**What is required**
Match on the string "None" in the entries below and return every matching line.

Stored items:
[Start of section]
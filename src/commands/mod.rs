pub mod aes;
pub mod dh;
pub mod hash;
pub mod numbers;
pub mod schnorr;

use anyhow::{anyhow, Context, Result};
use num_bigint::{BigInt, BigUint};

pub(crate) fn parse_biguint(value: &str, name: &str) -> Result<BigUint> {
    value
        .parse::<BigUint>()
        .with_context(|| format!("{} must be a non-negative decimal integer, got {:?}", name, value))
}

pub(crate) fn parse_bigint(value: &str, name: &str) -> Result<BigInt> {
    value
        .parse::<BigInt>()
        .with_context(|| format!("{} must be a decimal integer, got {:?}", name, value))
}

pub(crate) fn parse_hex_block(value: &str, name: &str) -> Result<[u8; 16]> {
    let bytes = hex::decode(value).with_context(|| format!("{} must be hex encoded", name))?;
    let len = bytes.len();
    bytes
        .try_into()
        .map_err(|_| anyhow!("{} must be 16 bytes (32 hex chars), got {} bytes", name, len))
}
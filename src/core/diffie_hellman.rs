// src/core/diffie_hellman.rs
// Classic two-party Diffie-Hellman over a prime field, with a human-readable
// transcript of the exchange and SHA-256 key derivation into an AES-128 key.

use num_bigint::BigUint;
use num_traits::One;

use crate::core::bigint::{find_primitive_root, is_prime, mod_pow, random_in_range};
use crate::core::error::{CryptoError, CryptoResult};
use crate::core::sha256::sha256;

/// Public group: a prime modulus and a primitive root modulo it.
#[derive(Clone, Debug, PartialEq, Eq)]
pub struct DhParameters {
    pub p: BigUint,
    pub g: BigUint,
}

#[derive(Clone, Debug, PartialEq, Eq)]
pub struct DhKeyPair {
    pub private: BigUint,
    pub public: BigUint,
}

/// Both sides of a completed exchange plus the step-by-step transcript.
#[derive(Clone, Debug)]
pub struct DhExchange {
    pub pair_a: DhKeyPair,
    pub pair_b: DhKeyPair,
    pub shared_secret: BigUint,
    pub steps: Vec<String>,
}

/// Validate `p` and discover its smallest primitive root.
pub fn generate_parameters(p: &BigUint) -> CryptoResult<DhParameters> {
    if !is_prime(p) {
        return Err(CryptoError::domain("P must be prime"));
    }
    let g = find_primitive_root(p)?;
    Ok(DhParameters { p: p.clone(), g })
}

/// Validate a caller-supplied group: `p` prime and `g` a primitive root
/// (for every prime factor `f` of `p-1`, `g^((p-1)/f) != 1 (mod p)`).
pub fn parameters_with_generator(p: &BigUint, g: &BigUint) -> CryptoResult<DhParameters> {
    if !is_prime(p) {
        return Err(CryptoError::domain("P must be prime"));
    }
    let phi = p - BigUint::one();
    let is_root = *g > BigUint::one()
        && *g < *p
        && crate::core::bigint::prime_factors(&phi)
            .iter()
            .all(|f| !mod_pow(g, &(&phi / f), p).is_one());
    if !is_root {
        return Err(CryptoError::domain(format!(
            "{} is not a primitive root modulo {}",
            g, p
        )));
    }
    Ok(DhParameters { p: p.clone(), g: g.clone() })
}

/// Build a key pair. A missing private exponent is drawn from `[2, P-2]`
/// with OS randomness; a supplied one outside that interval is rejected.
pub fn generate_key_pair(
    params: &DhParameters,
    private: Option<BigUint>,
) -> CryptoResult<DhKeyPair> {
    let two = BigUint::from(2u32);
    let upper = &params.p - &two; // largest valid exponent, P-2
    let private = match private {
        Some(private) => {
            if private < two || private > upper {
                return Err(CryptoError::range(format!(
                    "private key must lie in [2, {}]",
                    upper
                )));
            }
            private
        }
        None => random_in_range(&two, &(&upper + BigUint::one())),
    };
    let public = mod_pow(&params.g, &private, &params.p);
    Ok(DhKeyPair { private, public })
}

/// `their_public ^ my_private mod P`.
pub fn compute_shared_secret(
    params: &DhParameters,
    my_private: &BigUint,
    their_public: &BigUint,
) -> BigUint {
    mod_pow(their_public, my_private, &params.p)
}

/// Derive an AES-128 key: SHA-256 over the secret's decimal representation,
/// truncated to the first 16 bytes.
pub fn derive_symmetric_key(secret: &BigUint) -> [u8; 16] {
    let digest = sha256(secret.to_string().as_bytes());
    let mut key = [0u8; 16];
    key.copy_from_slice(&digest[..16]);
    key
}

/// Run both sides of the exchange and assert the two secrets agree.
///
/// The equality is guaranteed by the math; recomputing it here surfaces
/// implementation bugs as [`CryptoError::Consistency`].
pub fn perform_exchange(
    params: &DhParameters,
    private_a: BigUint,
    private_b: BigUint,
) -> CryptoResult<DhExchange> {
    let pair_a = generate_key_pair(params, Some(private_a))?;
    let pair_b = generate_key_pair(params, Some(private_b))?;
    let secret_a = compute_shared_secret(params, &pair_a.private, &pair_b.public);
    let secret_b = compute_shared_secret(params, &pair_b.private, &pair_a.public);

    if secret_a != secret_b {
        return Err(CryptoError::Consistency);
    }

    let steps = vec![
        format!(
            "Step 1: Alice and Bob agree on public parameters P = {}, G = {}",
            params.p, params.g
        ),
        format!(
            "Step 2: Alice picks private key a = {}, Bob picks private key b = {}",
            pair_a.private, pair_b.private
        ),
        format!(
            "Step 3: Alice computes x = G^a mod P = {}, Bob computes y = G^b mod P = {}",
            pair_a.public, pair_b.public
        ),
        "Step 4: Alice and Bob exchange their public values".to_string(),
        format!(
            "Step 5: Alice receives y = {}, Bob receives x = {}",
            pair_b.public, pair_a.public
        ),
        format!(
            "Step 6: Alice computes k_A = y^a mod P = {}, Bob computes k_B = x^b mod P = {}",
            secret_a, secret_b
        ),
        format!("Step 7: shared secret established: {}", secret_a),
    ];

    Ok(DhExchange {
        pair_a,
        pair_b,
        shared_secret: secret_a,
        steps,
    })
}

#[cfg(test)]
mod tests {
    use super::*;

    fn big(n: u64) -> BigUint {
        BigUint::from(n)
    }

    #[test]
    fn parameters_for_23() {
        let params = generate_parameters(&big(23)).unwrap();
        assert_eq!(params.g, big(5));
    }

    #[test]
    fn rejects_composite_modulus() {
        assert!(generate_parameters(&big(22)).is_err());
    }

    #[test]
    fn key_pair_range_check() {
        let params = generate_parameters(&big(23)).unwrap();
        assert!(generate_key_pair(&params, Some(big(1))).is_err());
        assert!(generate_key_pair(&params, Some(big(22))).is_err());
        assert!(generate_key_pair(&params, Some(big(21))).is_ok());
    }

    #[test]
    fn textbook_exchange() {
        // P = 23, G = 5, a = 6, b = 15: the classic worked example with
        // shared secret 2.
        let params = generate_parameters(&big(23)).unwrap();
        let exchange = perform_exchange(&params, big(6), big(15)).unwrap();
        assert_eq!(exchange.pair_a.public, big(8));
        assert_eq!(exchange.pair_b.public, big(19));
        assert_eq!(exchange.shared_secret, big(2));
        assert_eq!(exchange.steps.len(), 7);
    }

    #[test]
    fn random_private_stays_in_range() {
        let params = generate_parameters(&big(23)).unwrap();
        for _ in 0..50 {
            let pair = generate_key_pair(&params, None).unwrap();
            assert!(pair.private >= big(2) && pair.private <= big(21));
        }
    }
}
[End of section]
**Response to this exercise**
        None => random_in_range(&two, &(&upper + BigUint::one())),
            let pair = generate_key_pair(&params, None).unwrap();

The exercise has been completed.